In response to calls that he resign, he said he will continue to serve. Among those urging he resign were the Minneapolis Star Tribune in a July 27 editorial and a columnist for the Pioneer Press.

“I have acknowledged my responsibility in the current crisis we face, and I also take responsibility for leading our archdiocese to a new and better day,” said the archbishop, who has headed the archdiocese since 2008; previously he was its coadjutor archbishop.

He said he has received messages calling him “a hypocrite, a domineering boss and a liar.”

“Others have written that I am a courageous moral leader and a true shepherd,” he continued. “I have read them all. I am grateful for everyone who has taken the time to write, regardless of how they feel, as most believe they are acting in the best interests of the church.”

“I will continue to listen to those who express concerns about my leadership, but I will also continue serving as I have been called to do,” he wrote. “I am devoted to serving this local church, and I will continue to do so and to apply these hard lessons that I have learned over the past months.

“While it may be difficult to believe, the suffering we have endured is bearing much fruit in reform of practices and correction of decisions that were made in the past, either by me or my predecessors.”

Archbishop Nienstedt highlighted his creation of a new leadership team that he said “operates under the philosophy of ‘victims first.’”

“I have empowered a new team of bishops, parish and religious order priests, archdiocesan employees, lay Catholics and non-Catholics to assist me and provide consultation,” he said. “They continually operate from the perspective of how we can best help victims of sexual abuse and their families.”

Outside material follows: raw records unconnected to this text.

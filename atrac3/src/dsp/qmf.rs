//! Quadrature-mirror synthesis filter bank.
//!
//! Three stages rebuild the full-band signal: bands 0+1 into the low 512
//! samples, bands 3+2 into the high 512, then the two halves into the final
//! 1024. Every stage owns a persistent 46-sample delay line per channel
//! that is prepended before dewindowing and refilled from the matrixed
//! buffer's tail.

use crate::data;
use crate::utils::fixed::Q31;

/// Words carried between consecutive calls of one stage and channel.
pub const DELAY_LEN: usize = 46;

/// Taps of the symmetric synthesis prototype.
pub const TAPS: usize = 48;

/// Matrixing and dewindowing kernel behind the synthesis stages.
///
/// Models the per-architecture fast paths of the original decoder. Every
/// implementation must match [`PortableKernel`] bit for bit; the portable
/// kernel is the reference the others are validated against.
pub trait QmfKernel: Send + Sync {
    /// Interleaves sum/difference pairs of the two half-spectra.
    fn matrix(&self, dst: &mut [i32], lo: &[i32], hi: &[i32]);

    /// Symmetric 48-tap convolution producing two output samples per input
    /// pair, with truncating Q31 multiplies.
    fn dewindow(&self, dst: &mut [i32], src: &[i32], window: &[Q31; TAPS]);
}

/// Reference kernel used on every target.
#[derive(Debug, Default)]
pub struct PortableKernel;

impl QmfKernel for PortableKernel {
    fn matrix(&self, dst: &mut [i32], lo: &[i32], hi: &[i32]) {
        debug_assert_eq!(dst.len(), lo.len() + hi.len());

        for ((pair, &low), &high) in dst.chunks_exact_mut(2).zip(lo).zip(hi) {
            pair[0] = low + high;
            pair[1] = low - high;
        }
    }

    fn dewindow(&self, dst: &mut [i32], src: &[i32], window: &[Q31; TAPS]) {
        debug_assert_eq!(src.len(), dst.len() + DELAY_LEN);

        for (j, out) in dst.chunks_exact_mut(2).enumerate() {
            let input = &src[2 * j..2 * j + TAPS];

            let mut s1 = 0i32;
            let mut s2 = 0i32;
            for i in (0..TAPS).step_by(2) {
                s1 += window[i].scale(input[i]);
                s2 += window[i + 1].scale(input[i + 1]);
            }

            out[0] = s2;
            out[1] = s1;
        }
    }
}

/// Runs one synthesis stage in place over the channel sample buffer.
///
/// `lo`, `hi` and `out` are offsets into `samples`; the stage reads `n`
/// samples from each input half and writes `2 * n` output samples. `temp`
/// holds the delay line followed by the matrixed pairs.
#[allow(clippy::too_many_arguments)]
pub fn synthesize(
    kernel: &dyn QmfKernel,
    samples: &mut [i32],
    lo: usize,
    hi: usize,
    out: usize,
    n: usize,
    delay: &mut [i32; DELAY_LEN],
    temp: &mut [i32],
) {
    let tables = data::codec_tables();

    temp[..DELAY_LEN].copy_from_slice(delay);

    {
        let (_, matrixed) = temp.split_at_mut(DELAY_LEN);
        kernel.matrix(
            &mut matrixed[..2 * n],
            &samples[lo..lo + n],
            &samples[hi..hi + n],
        );
    }

    kernel.dewindow(
        &mut samples[out..out + 2 * n],
        &temp[..2 * n + DELAY_LEN],
        &tables.qmf_window,
    );

    delay.copy_from_slice(&temp[2 * n..2 * n + DELAY_LEN]);
}

#[cfg(test)]
mod tests {
    use super::*;

    #[test]
    fn matrixing_interleaves_sum_and_difference() {
        let kernel = PortableKernel;
        let lo = [10i32, 20, 30, 40];
        let hi = [1i32, 2, 3, 4];
        let mut dst = [0i32; 8];

        kernel.matrix(&mut dst, &lo, &hi);
        assert_eq!(dst, [11, 9, 22, 18, 33, 27, 44, 36]);
    }

    #[test]
    fn delay_line_carries_the_matrixed_tail() {
        let kernel = PortableKernel;
        let mut samples = [0i32; 512];
        for (i, s) in samples.iter_mut().enumerate() {
            *s = i as i32;
        }
        let mut delay = [0i32; DELAY_LEN];
        let mut temp = [0i32; DELAY_LEN + 1024];

        synthesize(&kernel, &mut samples, 0, 256, 0, 256, &mut delay, &mut temp);

        // The new delay line is exactly the trailing 46 matrixed words.
        let mut expected = [0i32; DELAY_LEN];
        for (slot, j) in expected.iter_mut().zip(466..512) {
            let (low, high) = (j / 2, 256 + j / 2);
            *slot = if j % 2 == 0 {
                low as i32 + high as i32
            } else {
                low as i32 - high as i32
            };
        }
        assert_eq!(delay, expected);
    }

    #[test]
    fn stored_tail_rings_into_a_silent_call() {
        let kernel = PortableKernel;
        let mut delay = [0i32; DELAY_LEN];
        let mut temp = [0i32; DELAY_LEN + 1024];

        // A loud stage call leaves energy in the delay line...
        let mut samples = [1 << 12; 512];
        synthesize(&kernel, &mut samples, 0, 256, 0, 256, &mut delay, &mut temp);
        assert!(delay.iter().any(|&s| s != 0));

        // ...which a silent follow-up drains through the window instead of
        // cutting to zero.
        let mut silent = [0i32; 512];
        synthesize(&kernel, &mut silent, 0, 256, 0, 256, &mut delay, &mut temp);
        assert!(silent[..DELAY_LEN].iter().any(|&s| s != 0));
        assert!(silent[DELAY_LEN..].iter().all(|&s| s == 0));
        assert!(delay.iter().all(|&s| s == 0));
    }
}
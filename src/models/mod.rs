//! Request and Response models for the proxy's own endpoints
//!
//! Proxied upstream bodies never pass through these types.

pub mod requests;
pub mod responses;

pub use requests::PreferencesRequest;
pub use responses::{ErrorResponse, HealthResponse, PreferencesResponse, StatsResponse};
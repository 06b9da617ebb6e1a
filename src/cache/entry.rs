//! Cache Entry Module
//!
//! An upstream body plus the timestamps that decide when it stops being served.

use std::time::{Duration, SystemTime, UNIX_EPOCH};

use bytes::Bytes;

// == Cache Entry ==
/// A cached upstream body with its expiry metadata.
///
/// Entries are never mutated in place; a `set` on the same key replaces the
/// whole entry.
#[derive(Debug, Clone)]
pub struct CacheEntry {
    /// The stored bytes, exactly as received from upstream
    pub value: Bytes,
    /// Creation timestamp (Unix milliseconds)
    pub created_at: u64,
    /// Expiration timestamp (Unix milliseconds)
    pub expires_at: u64,
}

impl CacheEntry {
    // == Constructor ==
    /// Creates a new cache entry that expires `ttl` from now.
    pub fn new(value: Bytes, ttl: Duration) -> Self {
        let now = current_timestamp_ms();
        let ttl_ms = u64::try_from(ttl.as_millis()).unwrap_or(u64::MAX);

        Self {
            value,
            created_at: now,
            expires_at: now.saturating_add(ttl_ms),
        }
    }

    // == Is Expired ==
    /// Checks if the entry has expired.
    ///
    /// An entry is expired once the current time is greater than or equal to
    /// its expiration time.
    pub fn is_expired(&self) -> bool {
        current_timestamp_ms() >= self.expires_at
    }

    // == Time To Live ==
    /// Returns remaining TTL, zero once expired.
    pub fn ttl_remaining(&self) -> Duration {
        Duration::from_millis(self.expires_at.saturating_sub(current_timestamp_ms()))
    }
}

// == Utility Functions ==
/// Returns current Unix timestamp in milliseconds.
pub fn current_timestamp_ms() -> u64 {
    SystemTime::now()
        .duration_since(UNIX_EPOCH)
        .map(|d| d.as_millis() as u64)
        .unwrap_or(0)
}
//! Cache Backend Module
//!
//! The async key/value interface the proxy engine talks to, and the
//! in-process implementation used by the server.

use std::time::Duration;

use async_trait::async_trait;
use bytes::Bytes;
use tokio::sync::RwLock;

use crate::cache::MemoryStore;
use crate::error::CacheError;

// == Cache Store Trait ==
/// Key/value store with per-entry expiration.
///
/// Implementations must be safe for concurrent callers. No transactional
/// semantics are assumed.
#[async_trait]
pub trait CacheStore: Send + Sync {
    /// Returns `Ok(None)` on a clean miss. Any `Err` is a backend failure.
    async fn get(&self, key: &str) -> Result<Option<Bytes>, CacheError>;

    /// Stores `value` under `key`, replacing any previous value.
    async fn set(&self, key: &str, value: Bytes, ttl: Duration) -> Result<(), CacheError>;
}

// == In-Memory Cache ==
/// [`MemoryStore`] behind an async lock.
#[derive(Debug)]
pub struct InMemoryCache {
    inner: RwLock<MemoryStore>,
}

impl InMemoryCache {
    pub fn new(max_entries: usize) -> Self {
        Self {
            inner: RwLock::new(MemoryStore::new(max_entries)),
        }
    }

    /// Number of resident entries, including expired ones not yet read.
    #[cfg(test)]
    pub async fn len(&self) -> usize {
        self.inner.read().await.len()
    }

    #[cfg(test)]
    pub async fn is_empty(&self) -> bool {
        self.inner.read().await.is_empty()
    }
}

#[async_trait]
impl CacheStore for InMemoryCache {
    async fn get(&self, key: &str) -> Result<Option<Bytes>, CacheError> {
        // Write lock: reads touch the LRU and may drop expired entries.
        let mut store = self.inner.write().await;
        match store.get(key) {
            Ok(value) => Ok(Some(value)),
            Err(err) if err.is_miss() => Ok(None),
            Err(err) => Err(err),
        }
    }

    async fn set(&self, key: &str, value: Bytes, ttl: Duration) -> Result<(), CacheError> {
        let mut store = self.inner.write().await;
        store.set(key.to_string(), value, ttl)
    }
}
//! Cache Proxy server binary

use std::net::SocketAddr;
use std::sync::Arc;

use anyhow::Context;
use tokio::signal;
use tracing::{info, warn};
use tracing_subscriber::{layer::SubscriberExt, util::SubscriberInitExt};

use cache_proxy::proxy::HttpUpstream;
use cache_proxy::{create_router, AppState, Config};

/// # Startup Sequence
/// 1. Initialize tracing subscriber for logging
/// 2. Load configuration from environment variables
/// 3. Build the upstream client, route table, cache and preference store
/// 4. Start HTTP server on configured port
/// 5. Handle graceful shutdown on SIGINT/SIGTERM
#[tokio::main]
async fn main() -> anyhow::Result<()> {
    // Defaults to "info" level, can be overridden with RUST_LOG env var
    tracing_subscriber::registry()
        .with(
            tracing_subscriber::EnvFilter::try_from_default_env()
                .unwrap_or_else(|_| "cache_proxy=info,tower_http=info".into()),
        )
        .with(tracing_subscriber::fmt::layer())
        .init();

    info!("Starting Cache Proxy");

    let config = Config::from_env();
    info!(
        "Configuration loaded: max_entries={}, upstream_timeout={}s, port={}, proxy_enabled={}, search_proxy_enabled={}",
        config.max_entries,
        config.upstream_timeout,
        config.server_port,
        config.proxy_enabled,
        config.search_proxy_enabled
    );
    if config.giantbomb_api_key.is_empty() || config.youtube_api_key.is_empty() {
        warn!("Upstream api key missing, upstreams will likely reject requests");
    }

    let upstream = HttpUpstream::new(config.upstream_timeout())
        .context("failed to build upstream client")?;
    let addr = SocketAddr::from(([0, 0, 0, 0], config.server_port));

    let state = AppState::from_config(config, Arc::new(upstream))
        .context("invalid proxy configuration")?;
    info!("{} proxy routes registered", state.routes.routes().len());

    let app = create_router(state);

    let listener = tokio::net::TcpListener::bind(addr)
        .await
        .with_context(|| format!("failed to bind {}", addr))?;
    info!("Server listening on http://{}", addr);

    axum::serve(listener, app)
        .with_graceful_shutdown(shutdown_signal())
        .await
        .context("server error")?;

    info!("Server shutdown complete");
    Ok(())
}

/// Waits for shutdown signal (Ctrl+C or SIGTERM).
async fn shutdown_signal() {
    let ctrl_c = async {
        if let Err(e) = signal::ctrl_c().await {
            warn!("Failed to listen for Ctrl+C: {}", e);
            std::future::pending::<()>().await;
        }
    };

    #[cfg(unix)]
    let terminate = async {
        match signal::unix::signal(signal::unix::SignalKind::terminate()) {
            Ok(mut sigterm) => {
                sigterm.recv().await;
            }
            Err(e) => {
                warn!("Failed to install SIGTERM handler: {}", e);
                std::future::pending::<()>().await;
            }
        }
    };

    #[cfg(not(unix))]
    let terminate = std::future::pending::<()>();

    tokio::select! {
        _ = ctrl_c => {
            info!("Received Ctrl+C, initiating shutdown...");
        }
        _ = terminate => {
            info!("Received SIGTERM, initiating shutdown...");
        }
    }
}
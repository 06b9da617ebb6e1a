//! Response DTOs for the proxy API
//!
//! Proxied bodies are written through untouched; these cover the proxy's
//! own endpoints.

use serde::Serialize;

use crate::proxy::StatsSnapshot;

/// Response body for `POST /api/1/preferences`
#[derive(Debug, Clone, Serialize)]
pub struct PreferencesResponse {
    pub message: String,
    pub registration_id: String,
}

impl PreferencesResponse {
    pub fn new(registration_id: impl Into<String>) -> Self {
        let registration_id = registration_id.into();
        Self {
            message: format!("Preferences for '{}' updated", registration_id),
            registration_id,
        }
    }
}

/// `GET /stats` body: the proxy counters plus the derived hit rate
#[derive(Debug, Clone, Serialize)]
pub struct StatsResponse {
    #[serde(flatten)]
    pub counters: StatsSnapshot,
    /// Hit rate (hits / (hits + misses))
    pub hit_rate: f64,
}

impl From<StatsSnapshot> for StatsResponse {
    fn from(counters: StatsSnapshot) -> Self {
        Self {
            hit_rate: counters.hit_rate(),
            counters,
        }
    }
}

/// `GET /health` body
#[derive(Debug, Clone, Serialize)]
pub struct HealthResponse {
    pub status: &'static str,
    pub version: &'static str,
    /// RFC 3339, UTC
    pub timestamp: String,
}

impl HealthResponse {
    pub fn healthy() -> Self {
        Self {
            status: "healthy",
            version: env!("CARGO_PKG_VERSION"),
            timestamp: chrono::Utc::now().to_rfc3339(),
        }
    }
}

/// JSON body of every error answer produced by the proxy itself.
#[derive(Debug, Clone, Serialize)]
pub struct ErrorResponse {
    pub error: String,
}

impl ErrorResponse {
    pub fn new(message: impl Into<String>) -> Self {
        Self {
            error: message.into(),
        }
    }
}
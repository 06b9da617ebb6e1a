//! Cache Module
//!
//! The cache store interface consumed by the proxy engine, plus an in-memory
//! implementation with TTL expiration and LRU eviction.

mod backend;
mod entry;
mod lru;
mod store;


// Re-export public types
pub use backend::{CacheStore, InMemoryCache};
pub use entry::CacheEntry;
pub use lru::LruTracker;
pub use store::MemoryStore;

// == Public Constants ==
/// Maximum allowed key length in bytes (memcache-compatible)
pub const MAX_KEY_LENGTH: usize = 250;

/// Maximum allowed value size in bytes
pub const MAX_VALUE_SIZE: usize = 1024 * 1024; // 1 MB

He stated that he has “never knowingly covered up clergy sexual abuse.”

“I have, however, been too trusting of our internal process,” he said, adding that he should have been more personally involved in addressing “matters of priest misconduct.”

“Since the completion of the independent internal review of all our clergy files, I have removed several clergy from active ministry and publicly named them while we await review of their files by the police and the archdiocese’s Clergy Review Board,” he said.

“While it is very clear that we did not handle all complaints the way we should have in the past, we are now doing all we can to make sure that we are living up to our commitment to be accountable, transparent, and are, in fact, providing safe environments for our children” he said. “I receive regular updates on any misconduct cases and the work of the Clergy Review Board.”

Archbishop Nienstedt said he has “always been honest with the Catholics of this local church.”

“I have addressed the accusations against me head on, following all the protocols we have in place for all of our priests. I have asked for the recent investigation because I had nothing to hide and wanted to be vindicated from false allegations, as anyone would,” he said.

In early July, the archbishop ordered an investigation of himself immediately after he became aware of allegations against him involving events alleged to have occurred a decade ago before he began serving in the Archdiocese of St. Paul and Minneapolis.

In announcing the investigation, he called the accusations “absolutely and entirely false.” They do not involve minors and do not implicate any kind of illegal or criminal behavior.

In December 2013, the archbishop voluntarily stepped aside from all public ministry while St. Paul Police investigated an allegation made Dec. 16 that year that he inappropriately touched a male minor on the buttocks in 2009 during a group photo session after a confirmation ceremony.

He returned to public ministry this March, following a thorough investigation by police of the claim and the announcement by the Ramsey County Attorney’s Office that no charges would be filed against the archbishop.